▶ Problem description: Look through the data below. Show each line where the string "named" occurs.

▶ Collected data entries:
****************
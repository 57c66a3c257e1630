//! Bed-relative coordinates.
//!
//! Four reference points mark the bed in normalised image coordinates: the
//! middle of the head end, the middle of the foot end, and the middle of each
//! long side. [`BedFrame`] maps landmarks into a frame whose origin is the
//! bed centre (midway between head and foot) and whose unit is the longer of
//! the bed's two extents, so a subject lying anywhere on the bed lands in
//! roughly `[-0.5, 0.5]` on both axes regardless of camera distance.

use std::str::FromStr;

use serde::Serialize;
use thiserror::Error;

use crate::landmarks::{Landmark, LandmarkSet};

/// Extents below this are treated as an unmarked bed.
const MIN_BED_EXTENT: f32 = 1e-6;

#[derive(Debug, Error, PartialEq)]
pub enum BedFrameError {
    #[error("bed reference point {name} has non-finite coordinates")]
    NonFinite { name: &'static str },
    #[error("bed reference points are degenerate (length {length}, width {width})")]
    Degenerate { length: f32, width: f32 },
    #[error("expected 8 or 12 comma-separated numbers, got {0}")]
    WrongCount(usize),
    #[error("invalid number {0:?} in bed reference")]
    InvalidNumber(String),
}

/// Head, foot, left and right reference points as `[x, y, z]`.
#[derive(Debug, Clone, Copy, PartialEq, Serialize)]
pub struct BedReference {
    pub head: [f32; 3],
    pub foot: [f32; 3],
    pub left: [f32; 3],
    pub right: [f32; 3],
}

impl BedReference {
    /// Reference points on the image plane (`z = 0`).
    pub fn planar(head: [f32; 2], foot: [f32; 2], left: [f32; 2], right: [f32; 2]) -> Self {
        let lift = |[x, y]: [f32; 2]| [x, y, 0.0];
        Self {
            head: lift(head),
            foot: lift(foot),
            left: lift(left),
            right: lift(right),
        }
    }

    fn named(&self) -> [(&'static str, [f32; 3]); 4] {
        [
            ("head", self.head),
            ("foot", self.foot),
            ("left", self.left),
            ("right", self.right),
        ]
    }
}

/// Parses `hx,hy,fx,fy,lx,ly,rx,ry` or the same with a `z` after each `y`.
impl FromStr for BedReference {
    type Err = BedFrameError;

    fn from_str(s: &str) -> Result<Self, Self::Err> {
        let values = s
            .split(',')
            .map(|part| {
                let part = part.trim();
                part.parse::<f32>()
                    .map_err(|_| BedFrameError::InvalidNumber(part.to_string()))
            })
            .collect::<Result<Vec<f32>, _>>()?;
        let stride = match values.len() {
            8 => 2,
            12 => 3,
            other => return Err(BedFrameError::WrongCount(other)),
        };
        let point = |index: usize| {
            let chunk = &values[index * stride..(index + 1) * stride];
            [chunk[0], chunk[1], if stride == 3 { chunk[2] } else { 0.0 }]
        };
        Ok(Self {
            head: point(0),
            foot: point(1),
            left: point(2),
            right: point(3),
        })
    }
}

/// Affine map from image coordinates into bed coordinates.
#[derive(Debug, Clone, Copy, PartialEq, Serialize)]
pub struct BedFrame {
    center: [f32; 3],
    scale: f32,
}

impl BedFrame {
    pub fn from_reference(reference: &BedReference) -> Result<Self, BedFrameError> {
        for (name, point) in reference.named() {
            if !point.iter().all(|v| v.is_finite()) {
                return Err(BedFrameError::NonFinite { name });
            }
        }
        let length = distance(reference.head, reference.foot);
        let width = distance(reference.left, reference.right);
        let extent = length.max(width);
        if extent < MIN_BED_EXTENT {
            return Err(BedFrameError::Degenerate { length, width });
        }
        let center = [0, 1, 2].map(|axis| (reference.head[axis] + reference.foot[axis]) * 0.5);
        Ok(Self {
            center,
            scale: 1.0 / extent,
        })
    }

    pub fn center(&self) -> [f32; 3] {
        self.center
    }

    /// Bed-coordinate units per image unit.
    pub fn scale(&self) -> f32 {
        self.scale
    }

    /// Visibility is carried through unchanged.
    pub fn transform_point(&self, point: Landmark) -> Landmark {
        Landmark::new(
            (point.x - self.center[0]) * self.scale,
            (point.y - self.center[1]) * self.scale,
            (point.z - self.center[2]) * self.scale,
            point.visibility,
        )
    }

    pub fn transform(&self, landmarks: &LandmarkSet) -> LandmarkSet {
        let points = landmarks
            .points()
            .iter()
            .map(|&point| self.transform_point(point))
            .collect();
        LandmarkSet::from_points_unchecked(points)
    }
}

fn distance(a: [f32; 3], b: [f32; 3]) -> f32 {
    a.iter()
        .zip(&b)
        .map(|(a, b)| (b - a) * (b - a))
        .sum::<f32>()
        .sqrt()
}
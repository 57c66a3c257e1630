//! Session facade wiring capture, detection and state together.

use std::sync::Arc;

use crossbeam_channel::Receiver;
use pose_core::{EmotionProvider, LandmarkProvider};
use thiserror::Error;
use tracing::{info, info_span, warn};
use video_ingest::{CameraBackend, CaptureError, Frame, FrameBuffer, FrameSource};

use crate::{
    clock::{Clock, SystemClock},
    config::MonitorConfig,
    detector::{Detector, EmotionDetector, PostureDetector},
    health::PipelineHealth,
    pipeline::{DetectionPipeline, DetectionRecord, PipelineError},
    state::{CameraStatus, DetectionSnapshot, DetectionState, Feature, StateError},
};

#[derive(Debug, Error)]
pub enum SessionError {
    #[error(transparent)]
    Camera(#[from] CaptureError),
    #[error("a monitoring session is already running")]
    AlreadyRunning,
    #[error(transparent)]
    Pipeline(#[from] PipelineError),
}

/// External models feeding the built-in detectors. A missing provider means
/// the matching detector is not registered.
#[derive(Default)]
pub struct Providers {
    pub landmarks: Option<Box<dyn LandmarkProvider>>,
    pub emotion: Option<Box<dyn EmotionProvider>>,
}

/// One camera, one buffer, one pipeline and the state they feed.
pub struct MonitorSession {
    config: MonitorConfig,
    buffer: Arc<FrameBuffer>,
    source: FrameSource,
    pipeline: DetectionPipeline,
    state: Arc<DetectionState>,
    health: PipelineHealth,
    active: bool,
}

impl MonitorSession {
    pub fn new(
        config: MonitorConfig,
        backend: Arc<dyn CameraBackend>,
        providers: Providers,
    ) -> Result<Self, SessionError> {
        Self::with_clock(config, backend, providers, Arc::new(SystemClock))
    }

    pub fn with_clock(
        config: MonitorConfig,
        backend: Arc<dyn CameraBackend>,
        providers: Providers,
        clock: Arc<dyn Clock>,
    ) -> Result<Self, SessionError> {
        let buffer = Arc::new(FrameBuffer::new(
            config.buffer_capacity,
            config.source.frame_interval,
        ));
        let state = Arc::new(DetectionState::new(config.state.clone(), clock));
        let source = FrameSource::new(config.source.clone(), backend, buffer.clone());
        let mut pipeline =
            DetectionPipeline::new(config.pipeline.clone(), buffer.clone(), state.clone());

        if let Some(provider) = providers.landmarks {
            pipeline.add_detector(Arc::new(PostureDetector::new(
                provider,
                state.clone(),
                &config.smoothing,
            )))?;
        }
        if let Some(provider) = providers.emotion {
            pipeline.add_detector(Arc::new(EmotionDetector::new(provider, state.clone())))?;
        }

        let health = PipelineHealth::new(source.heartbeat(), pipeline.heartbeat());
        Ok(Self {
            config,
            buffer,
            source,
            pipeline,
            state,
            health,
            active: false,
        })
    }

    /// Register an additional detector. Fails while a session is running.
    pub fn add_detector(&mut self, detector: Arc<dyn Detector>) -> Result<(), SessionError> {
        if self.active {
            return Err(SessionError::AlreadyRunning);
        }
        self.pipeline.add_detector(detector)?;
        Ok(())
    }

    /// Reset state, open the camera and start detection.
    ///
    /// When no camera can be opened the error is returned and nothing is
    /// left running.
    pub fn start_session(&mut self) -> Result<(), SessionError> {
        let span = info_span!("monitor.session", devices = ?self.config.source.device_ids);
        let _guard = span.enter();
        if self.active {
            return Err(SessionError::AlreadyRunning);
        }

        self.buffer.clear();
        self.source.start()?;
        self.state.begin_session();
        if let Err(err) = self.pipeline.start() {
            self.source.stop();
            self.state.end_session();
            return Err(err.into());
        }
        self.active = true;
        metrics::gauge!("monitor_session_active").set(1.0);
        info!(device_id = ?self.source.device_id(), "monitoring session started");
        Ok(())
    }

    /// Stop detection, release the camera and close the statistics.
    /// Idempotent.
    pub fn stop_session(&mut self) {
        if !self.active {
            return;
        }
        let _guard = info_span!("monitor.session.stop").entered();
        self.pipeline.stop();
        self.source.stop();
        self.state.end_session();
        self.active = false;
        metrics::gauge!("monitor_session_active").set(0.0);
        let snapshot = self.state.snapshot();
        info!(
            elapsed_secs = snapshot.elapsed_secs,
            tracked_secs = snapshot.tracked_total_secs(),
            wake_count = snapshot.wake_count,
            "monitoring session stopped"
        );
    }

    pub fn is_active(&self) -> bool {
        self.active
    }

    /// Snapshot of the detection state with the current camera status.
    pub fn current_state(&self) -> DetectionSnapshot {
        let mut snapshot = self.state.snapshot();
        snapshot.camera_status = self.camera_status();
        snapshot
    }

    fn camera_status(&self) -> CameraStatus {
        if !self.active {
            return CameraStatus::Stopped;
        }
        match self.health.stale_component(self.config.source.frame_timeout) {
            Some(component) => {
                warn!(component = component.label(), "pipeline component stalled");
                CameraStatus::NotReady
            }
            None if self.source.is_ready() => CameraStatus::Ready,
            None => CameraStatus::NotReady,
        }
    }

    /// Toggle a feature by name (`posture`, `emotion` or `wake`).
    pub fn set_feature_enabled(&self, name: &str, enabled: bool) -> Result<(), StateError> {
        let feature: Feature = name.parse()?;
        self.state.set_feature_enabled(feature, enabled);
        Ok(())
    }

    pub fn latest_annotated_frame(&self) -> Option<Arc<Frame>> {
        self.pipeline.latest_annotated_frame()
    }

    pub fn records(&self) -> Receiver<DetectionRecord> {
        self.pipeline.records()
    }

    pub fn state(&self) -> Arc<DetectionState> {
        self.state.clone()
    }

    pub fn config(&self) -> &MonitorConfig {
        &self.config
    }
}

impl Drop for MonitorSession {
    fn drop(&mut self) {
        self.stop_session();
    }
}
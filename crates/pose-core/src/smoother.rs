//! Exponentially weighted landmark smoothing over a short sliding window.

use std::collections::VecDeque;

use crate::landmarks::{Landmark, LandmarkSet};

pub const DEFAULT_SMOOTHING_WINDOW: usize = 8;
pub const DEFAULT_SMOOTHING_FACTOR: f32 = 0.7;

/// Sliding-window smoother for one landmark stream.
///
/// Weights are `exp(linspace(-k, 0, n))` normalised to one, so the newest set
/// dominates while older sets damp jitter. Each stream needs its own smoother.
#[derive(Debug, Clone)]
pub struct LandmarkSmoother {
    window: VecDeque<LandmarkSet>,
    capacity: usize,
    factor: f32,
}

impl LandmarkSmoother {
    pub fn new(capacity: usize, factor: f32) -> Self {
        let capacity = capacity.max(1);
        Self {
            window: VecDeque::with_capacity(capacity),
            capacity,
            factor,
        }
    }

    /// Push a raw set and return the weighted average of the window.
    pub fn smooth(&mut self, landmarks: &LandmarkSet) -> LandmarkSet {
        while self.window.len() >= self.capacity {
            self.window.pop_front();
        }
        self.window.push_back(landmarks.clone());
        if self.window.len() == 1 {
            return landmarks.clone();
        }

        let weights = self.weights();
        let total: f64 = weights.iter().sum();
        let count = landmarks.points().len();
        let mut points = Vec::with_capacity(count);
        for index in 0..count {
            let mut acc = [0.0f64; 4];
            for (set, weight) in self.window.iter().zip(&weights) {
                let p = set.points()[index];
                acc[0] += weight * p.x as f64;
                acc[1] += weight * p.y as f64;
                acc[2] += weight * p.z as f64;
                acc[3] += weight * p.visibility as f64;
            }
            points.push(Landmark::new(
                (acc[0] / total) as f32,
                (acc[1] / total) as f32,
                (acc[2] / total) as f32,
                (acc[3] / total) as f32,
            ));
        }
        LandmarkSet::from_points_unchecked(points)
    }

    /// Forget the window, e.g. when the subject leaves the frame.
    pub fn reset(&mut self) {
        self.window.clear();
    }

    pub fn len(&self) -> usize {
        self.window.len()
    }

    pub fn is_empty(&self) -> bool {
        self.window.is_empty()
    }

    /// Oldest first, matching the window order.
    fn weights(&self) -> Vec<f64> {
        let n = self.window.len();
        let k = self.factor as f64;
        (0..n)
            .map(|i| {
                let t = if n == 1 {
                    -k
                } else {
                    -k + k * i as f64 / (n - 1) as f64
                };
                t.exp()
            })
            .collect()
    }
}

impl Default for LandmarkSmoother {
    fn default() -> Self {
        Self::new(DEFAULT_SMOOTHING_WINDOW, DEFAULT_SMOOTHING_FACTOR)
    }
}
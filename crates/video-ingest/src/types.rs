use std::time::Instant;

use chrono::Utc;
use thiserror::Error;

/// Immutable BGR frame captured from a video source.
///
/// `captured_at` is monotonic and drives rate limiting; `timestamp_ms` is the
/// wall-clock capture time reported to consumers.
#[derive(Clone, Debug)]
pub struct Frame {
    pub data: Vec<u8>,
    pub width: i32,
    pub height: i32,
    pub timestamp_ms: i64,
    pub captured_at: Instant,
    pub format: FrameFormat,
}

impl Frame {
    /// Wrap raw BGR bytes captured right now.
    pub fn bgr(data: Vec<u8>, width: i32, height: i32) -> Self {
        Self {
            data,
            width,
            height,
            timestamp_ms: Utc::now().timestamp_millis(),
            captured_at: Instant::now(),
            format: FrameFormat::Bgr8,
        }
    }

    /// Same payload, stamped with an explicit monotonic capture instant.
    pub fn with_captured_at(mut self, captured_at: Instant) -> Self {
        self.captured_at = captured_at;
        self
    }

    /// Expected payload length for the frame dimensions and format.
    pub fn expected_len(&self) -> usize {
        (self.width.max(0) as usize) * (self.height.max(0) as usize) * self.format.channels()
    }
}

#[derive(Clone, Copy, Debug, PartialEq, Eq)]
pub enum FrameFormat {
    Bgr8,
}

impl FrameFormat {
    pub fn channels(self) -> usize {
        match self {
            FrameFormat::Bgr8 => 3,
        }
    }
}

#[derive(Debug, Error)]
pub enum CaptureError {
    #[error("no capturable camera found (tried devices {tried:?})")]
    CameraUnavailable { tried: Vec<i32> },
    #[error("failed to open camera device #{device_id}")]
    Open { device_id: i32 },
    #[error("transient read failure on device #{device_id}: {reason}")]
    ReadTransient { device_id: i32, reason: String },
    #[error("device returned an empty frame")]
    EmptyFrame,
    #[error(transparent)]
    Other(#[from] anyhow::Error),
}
****************
▶ Task response:
    fn named(&self) -> [(&'static str, [f32; 3]); 4] {
        for (name, point) in reference.named() {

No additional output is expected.